Yesterday, for example, AU’s Legal Department filed a friend-of-the-court brief with a federal appeals court in a case from Colorado concerning a business whose owner insists that her religious beliefs give her the right to deny services to members of the LGBTQ community.

Many shops and businesses across the country are closed now, but in some states, they’re starting to reopen. As they do so, we’re going to see a resurgence of the dangerous assertion that religious freedom can be a vehicle for discrimination.

The case in question deals with a firm called 303 Creative that provides website and graphic design services. The owner intends to make money designing wedding websites for the general public. On 303’s website, she wants to post a notice reading, “As a Christian who believes that God gave me the creative gifts that are expressed through this business, I have always strived to honor Him in how I operate it. Because of my faith, however, I am selective about the messages that I create or promote – while I will serve anyone I am always careful to avoid communicating ideas or messages, or promoting events, products, services, or organizations, that are inconsistent with my religious beliefs.”

What the owner is saying through this fancy verbiage is that she won’t provide wedding websites or other services for same-sex couples. This runs afoul of the Colorado Anti-Discrimination Act, which protects people from businesses engaging in discrimination.

The case has an unusual wrinkle: 303 Creative has never made such a website for anyone, let alone been asked by a same-sex couple to build them a website. The owner and her attorneys at Alliance Defending Freedom, a Religious Right legal group, are suing based on the assumption that sooner or later, someone will ask her to provide a service she does not want to provide.

AU’s brief, which was joined by 14 other religious and civil rights organizations, addresses this aspect of the case, calling the lawsuit “premature and nonjusticiable,” but it goes on to make it clear that what the business is seeking is not religious freedom – it’s the right to subject others to harm by discriminating against them.

The First Amendment, the brief asserts, “forbids granting 303 a religious exemption so that it can discriminate against same-sex couples. For when government makes third parties bear costs, burdens, or other harms associated with exempting religious exercise from a law, it impermissibly favors the benefited religion and its adherents over the rights, interests, and beliefs of the nonbeneficiaries. The religious exemption sought by 303 would do exactly that, by elevating 303’s religious views over the equal civil rights of LGBTQ people.”

The rights of many Coloradoans are at risk if 303’s view prevails, the brief argues.
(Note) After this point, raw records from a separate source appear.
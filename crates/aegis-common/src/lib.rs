//! Common types and errors shared across `aegis` crates.

pub mod error;
pub mod types;

pub use error::Error;
pub use types::{Database, DbKey, DB_KEY_LEN};
//! Relay of "needs translation" messages from forked children to the fork
//! server, so that the next child inherits the translation from its parent.
//!
//! Everything here is advisory. A request that cannot be delivered is simply
//! dropped, the only cost is that the next child translates the block again.

use crate::pipe;

use serde_derive::{Deserialize, Serialize};
use snafu::{ResultExt, Snafu};
use std::{
    fs::File,
    io::{self, Read},
    os::unix::io::{AsRawFd, IntoRawFd, RawFd},
    result,
};

/// Size of a serialized [`TranslationRequest`] on the wire.
pub const REQUEST_SIZE: usize = 24;

/// A block the engine had to translate because no cached translation existed.
#[derive(Serialize, Deserialize, Debug, Clone, Copy, PartialEq, Eq)]
pub struct TranslationRequest {
    pub pc: u64,
    pub cs_base: u64,
    pub flags: u64,
}

impl TranslationRequest {
    pub fn new(pc: u64, cs_base: u64, flags: u64) -> Self {
        Self { pc, cs_base, flags }
    }

    pub fn encode(&self) -> Result<[u8; REQUEST_SIZE]> {
        let mut buf = [0u8; REQUEST_SIZE];
        bincode::serialize_into(&mut buf[..], self).context(EncodeFailed)?;
        Ok(buf)
    }

    pub fn decode(buf: &[u8; REQUEST_SIZE]) -> Result<Self> {
        bincode::deserialize(buf).context(DecodeFailed)
    }
}

/// Request side, used by forked children.
#[derive(Debug, Clone, Copy)]
pub struct RelaySender {
    fd: RawFd,
}

impl RelaySender {
    pub fn new(fd: RawFd) -> Self {
        Self { fd }
    }

    /// Sends `request` to the fork server without ever blocking on a full
    /// pipe. Returns whether the whole record was written.
    pub fn send(&self, request: &TranslationRequest) -> bool {
        let buf = match request.encode() {
            Ok(buf) => buf,
            Err(_) => return false,
        };

        // Records are smaller than PIPE_BUF, so the write is all or nothing.
        let written = unsafe { libc::write(self.fd, buf.as_ptr().cast(), REQUEST_SIZE) };
        if written != REQUEST_SIZE as isize {
            log::trace!("Dropped translation request for {:#x}", request.pc);
            return false;
        }

        true
    }
}

/// Per-child relay channel, created right before `fork`.
///
/// The write end lives on the fixed relay descriptor so that the child can
/// find it without any further setup.
#[derive(Debug)]
pub struct RelayPipe {
    reader: File,
    relay_fd: RawFd,
}

impl RelayPipe {
    pub fn open(relay_fd: RawFd) -> Result<Self> {
        let (mut reader, writer) = pipe::pipe().context(PipeFailed)?;
        if reader.as_raw_fd() == relay_fd {
            // Make room for the write end.
            reader = reader.try_clone().context(PipeFailed)?;
        }
        if writer.as_raw_fd() == relay_fd {
            // Already in place, keep it open.
            let _ = writer.into_raw_fd();
        } else {
            if unsafe { libc::dup2(writer.as_raw_fd(), relay_fd) } < 0 {
                return Err(io::Error::last_os_error()).context(DupFailed { fd: relay_fd });
            }
            drop(writer);
        }

        Ok(Self { reader, relay_fd })
    }

    /// Child side: only the write end survives and it never blocks.
    pub fn into_child(self) -> RelaySender {
        let RelayPipe { reader, relay_fd } = self;
        drop(reader);

        unsafe {
            let flags = libc::fcntl(relay_fd, libc::F_GETFL);
            if flags >= 0 {
                libc::fcntl(relay_fd, libc::F_SETFL, flags | libc::O_NONBLOCK);
            }
        }

        RelaySender::new(relay_fd)
    }

    /// Parent side: the write end must be closed here, otherwise the reader
    /// never sees the end of the stream when the child dies.
    pub fn into_parent(self) -> File {
        unsafe { libc::close(self.relay_fd) };
        self.reader
    }
}

/// Reads requests until the writing side goes away, handing each one to
/// `on_request`. Returns the number of requests seen.
pub fn drain_requests<R, F>(mut reader: R, mut on_request: F) -> usize
where
    R: Read,
    F: FnMut(&TranslationRequest),
{
    let mut count = 0;
    let mut buf = [0u8; REQUEST_SIZE];

    // A broken pipe means the child is gone, back to the fork server loop.
    while reader.read_exact(&mut buf).is_ok() {
        match TranslationRequest::decode(&buf) {
            Ok(request) => {
                on_request(&request);
                count += 1;
            },
            Err(error) => log::warn!("Skipping malformed translation request: {}", error),
        }
    }

    count
}

pub type Result<T> = result::Result<T, Error>;

#[derive(Debug, Snafu)]
pub enum Error {
    #[snafu(display("Could not create relay pipe: {}", source))]
    PipeFailed { source: io::Error },
    #[snafu(display("Could not move relay pipe to descriptor {}: {}", fd, source))]
    DupFailed { fd: RawFd, source: io::Error },
    #[snafu(display("Could not encode translation request: {}", source))]
    EncodeFailed { source: bincode::Error },
    #[snafu(display("Could not decode translation request: {}", source))]
    DecodeFailed { source: bincode::Error },
}
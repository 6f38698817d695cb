use std::cell::Cell;

thread_local! {
    /// Tail of the last edge seen by this thread.
    static PREV_LOC: Cell<usize> = const { Cell::new(0) };
}

#[inline(always)]
pub fn prev_loc() -> usize {
    PREV_LOC.with(|prev_loc| prev_loc.get())
}

#[inline(always)]
pub fn set_prev_loc(loc: usize) {
    PREV_LOC.with(|prev_loc| prev_loc.set(loc));
}

/// Must be called in every freshly forked child, the forking thread keeps
/// the value it had in the fork server otherwise.
#[inline(always)]
pub fn reset_edge_state() {
    set_prev_loc(0);
}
“The sweeping exemption for religiously motivated discrimination that 303 seeks so that it may deny equal service to same-sex couples would necessarily also permit businesses to deny service to people of the ‘wrong’ religion (or race, or sex, or any other characteristic protected by the Act),” says the brief. “A ruling in 303’s favor would therefore undermine, not strengthen, religious freedom by impairing the ability of the people of Colorado to live as equal members of the community regardless of faith or belief.”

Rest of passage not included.